## What is required
How many lines of the entries hold the string "await"? Reply with the number alone.

═══ Record excerpts

use chrono::{DateTime, Utc};
use rust_decimal::Decimal;
use uuid::Uuid;

use crate::error::LedgerError;
use crate::money::{Amount, MAX_VALUE, to_ledger_scale};
use crate::transaction::Transaction;
use crate::{Account, hash_idempotency_key};

#[derive(Debug, Clone, PartialEq, Eq)]
pub enum Posting {
    Credit { account: Uuid, amount: Amount },
    Debit { account: Uuid, amount: Amount },
}

impl Posting {
    pub fn account(&self) -> Uuid {
        match self {
            Self::Credit { account, .. } | Self::Debit { account, .. } => *account,
        }
    }

    fn signed_amount(&self) -> Decimal {
        match self {
            Self::Credit { amount, .. } => amount.value(),
            Self::Debit { amount, .. } => -amount.value(),
        }
    }
}

/// Everything one ledger operation writes, committed as a single unit.
#[derive(Debug, Clone)]
pub struct ExecutionPlan {
    postings: Vec<Posting>,
    transaction: Transaction,
}

/// What an adapter did with a plan.
#[derive(Debug, Clone)]
pub enum PlanOutcome {
    /// Balances and the transaction record were written. Accounts are the
    /// post-commit snapshots, in lock order.
    Committed { accounts: Vec<Account> },
    /// A transaction with the same idempotency key already exists; nothing was written.
    Replayed(Transaction),
}

impl ExecutionPlan {
    pub(crate) fn new(transaction: Transaction) -> Self {
        Self {
            postings: Vec::new(),
            transaction,
        }
    }

    pub(crate) fn credit(mut self, account: Uuid, amount: Amount) -> Self {
        self.postings.push(Posting::Credit { account, amount });
        self
    }

    pub(crate) fn debit(mut self, account: Uuid, amount: Amount) -> Self {
        self.postings.push(Posting::Debit { account, amount });
        self
    }

    pub(crate) fn idempotent(mut self, key: Option<&str>) -> Self {
        if let Some(key) = key {
            self.transaction = self
                .transaction
                .with_idempotency_key(hash_idempotency_key(key));
        }
        self
    }

    #[cfg(test)]
    pub(crate) fn with_status(mut self, status: crate::TransactionStatus) -> Self {
        self.transaction.status = status;
        self
    }

    pub fn postings(&self) -> &[Posting] {
        &self.postings
    }

    pub fn transaction(&self) -> &Transaction {
        &self.transaction
    }

    pub fn idempotency_key(&self) -> Option<&str> {
        self.transaction.idempotency_key.as_deref()
    }

    /// Distinct accounts touched by the plan, ascending. Every adapter locks in this order.
    pub fn lock_order(&self) -> Vec<Uuid> {
        let mut ids: Vec<Uuid> = self.postings.iter().map(Posting::account).collect();
        ids.sort_unstable();
        ids.dedup();
        ids
    }

    pub fn net_change(&self, account: Uuid) -> Decimal {
        self.postings
            .iter()
            .filter(|p| p.account() == account)
            .map(Posting::signed_amount)
            .sum()
    }

    /// Apply the postings to account snapshots read under lock.
    ///
    /// Checks every account before touching any of them, so on error the
    /// snapshots are unchanged.
    pub fn apply_to(&self, accounts: &mut [Account], now: DateTime<Utc>) -> Result<(), LedgerError> {
        let mut next = Vec::with_capacity(accounts.len());

        for account in accounts.iter() {
            if !account.is_active {
                return Err(LedgerError::AccountInactive(account.account_number.clone()));
            }
            let balance = account
                .balance
                .checked_add(self.net_change(account.id))
                .filter(|balance| *balance <= MAX_VALUE)
                .ok_or_else(|| {
                    LedgerError::invalid_amount(format!(
                        "balance of account {} would exceed {MAX_VALUE}",
                        account.account_number
                    ))
                })?;
            if balance < Decimal::ZERO {
                return Err(LedgerError::InsufficientFunds(account.account_number.clone()));
            }
            next.push(to_ledger_scale(balance));
        }

        for (account, balance) in accounts.iter_mut().zip(next) {
            account.balance = balance;
            account.updated_at = now;
        }

        Ok(())
    }
}

#[cfg(test)]
mod tests {
    use super::*;
    use crate::account::NewAccount;
    use crate::money::Currency;
    use crate::transaction::TransactionKind;

    fn account(balance: &str) -> Account {
        let mut account = Account::open(
            format!("ACC-{}", Uuid::now_v7()),
            NewAccount::new("owner", Currency::new("ZAR").unwrap()),
        );
        account.balance = balance.parse().unwrap();
        account
    }

    fn transfer_plan(from: &Account, to: &Account, amount: &str) -> ExecutionPlan {
        let amount: Amount = amount.parse().unwrap();
        let tx = Transaction::new(TransactionKind::Transfer, amount, from.id, to.id, "");
        ExecutionPlan::new(tx)
            .debit(from.id, amount)
            .credit(to.id, amount)
    }

    #[test]
    fn test_lock_order_is_ascending_regardless_of_posting_order() {
        let a = account("0");
        let b = account("0");
        let (low, high) = if a.id < b.id { (&a, &b) } else { (&b, &a) };

        let plan = transfer_plan(high, low, "1");
        assert_eq!(plan.lock_order(), vec![low.id, high.id]);

        let plan = transfer_plan(low, high, "1");
        assert_eq!(plan.lock_order(), vec![low.id, high.id]);
    }

    #[test]
    fn test_self_referencing_plan_locks_once() {
        let a = account("10");
        let amount: Amount = "5".parse().unwrap();
        let tx = Transaction::new(TransactionKind::Deposit, amount, a.id, a.id, "");
        let plan = ExecutionPlan::new(tx).credit(a.id, amount);
        assert_eq!(plan.lock_order(), vec![a.id]);
    }

    #[test]
    fn test_apply_transfer_preserves_total() {
        let from = account("1000.00");
        let to = account("200.00");
        let plan = transfer_plan(&from, &to, "300.00");

        let mut locked = vec![from.clone(), to.clone()];
        plan.apply_to(&mut locked, Utc::now()).unwrap();

        assert_eq!(locked[0].balance.to_string(), "700.00");
        assert_eq!(locked[1].balance.to_string(), "500.00");
        assert_eq!(
            locked[0].balance + locked[1].balance,
            from.balance + to.balance
        );
    }

    #[test]
    fn test_apply_rejects_overdraft_without_touching_snapshots() {
        let from = account("100.00");
        let to = account("0");
        let plan = transfer_plan(&from, &to, "100.01");

        let mut locked = vec![to.clone(), from.clone()];
        let err = plan.apply_to(&mut locked, Utc::now()).unwrap_err();

        assert_eq!(err, LedgerError::InsufficientFunds(from.account_number.clone()));
        assert_eq!(locked, vec![to, from]);
    }

    #[test]
    fn test_apply_rejects_balance_past_maximum() {
        let full = account("99999999999999999.99");
        let amount: Amount = "0.01".parse().unwrap();
        let tx = Transaction::new(TransactionKind::Deposit, amount, full.id, full.id, "");
        let plan = ExecutionPlan::new(tx).credit(full.id, amount);

        let mut locked = vec![full.clone()];
        assert!(matches!(
            plan.apply_to(&mut locked, Utc::now()),
            Err(LedgerError::InvalidAmount(_))
        ));
        assert_eq!(locked, vec![full]);
    }

    #[test]
    fn test_apply_rejects_inactive_account() {
        let from = account("100.00");
        let mut to = account("0");
        to.is_active = false;
        let plan = transfer_plan(&from, &to, "1");

        let mut locked = vec![from, to.clone()];
        assert_eq!(
            plan.apply_to(&mut locked, Utc::now()),
            Err(LedgerError::AccountInactive(to.account_number))
        );
    }

    #[test]
    fn test_idempotency_key_is_hashed() {
        let a = account("0");
        let amount: Amount = "1".parse().unwrap();
        let tx = Transaction::new(TransactionKind::Deposit, amount, a.id, a.id, "");
        let plan = ExecutionPlan::new(tx)
            .credit(a.id, amount)
            .idempotent(Some("req-42"));

        let key = plan.idempotency_key().unwrap();
        assert_ne!(key, "req-42");
        assert_eq!(key, hash_idempotency_key("req-42"));
    }
}
pub mod memory;

#[cfg(feature = "postgres")]
pub mod postgres;

pub use memory::MemoryAdapter;

#[cfg(feature = "postgres")]
pub use postgres::PostgresAdapter;
use minibank_ledger::{Account, AccountStore, Currency, Ledger, NewAccount};
use rust_decimal::Decimal;

pub mod test_postgres;

pub(crate) fn dec(s: &str) -> Decimal {
    s.parse().unwrap()
}

/// Insert an account under a fixed number and fund it through the ledger.
pub(crate) async fn seed(
    store: &dyn AccountStore,
    ledger: &Ledger,
    number: &str,
    balance: &str,
) -> Account {
    let account = Account::open(
        number,
        NewAccount::new(format!("owner-{number}"), Currency::new("ZAR").unwrap()),
    );
    store.insert_account(&account).await.unwrap();
    if dec(balance) > Decimal::ZERO {
        ledger
            .deposit(number, dec(balance), "opening balance")
            .await
            .unwrap();
    }
    ledger.account(number).await.unwrap()
}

══════

## Exercise output
3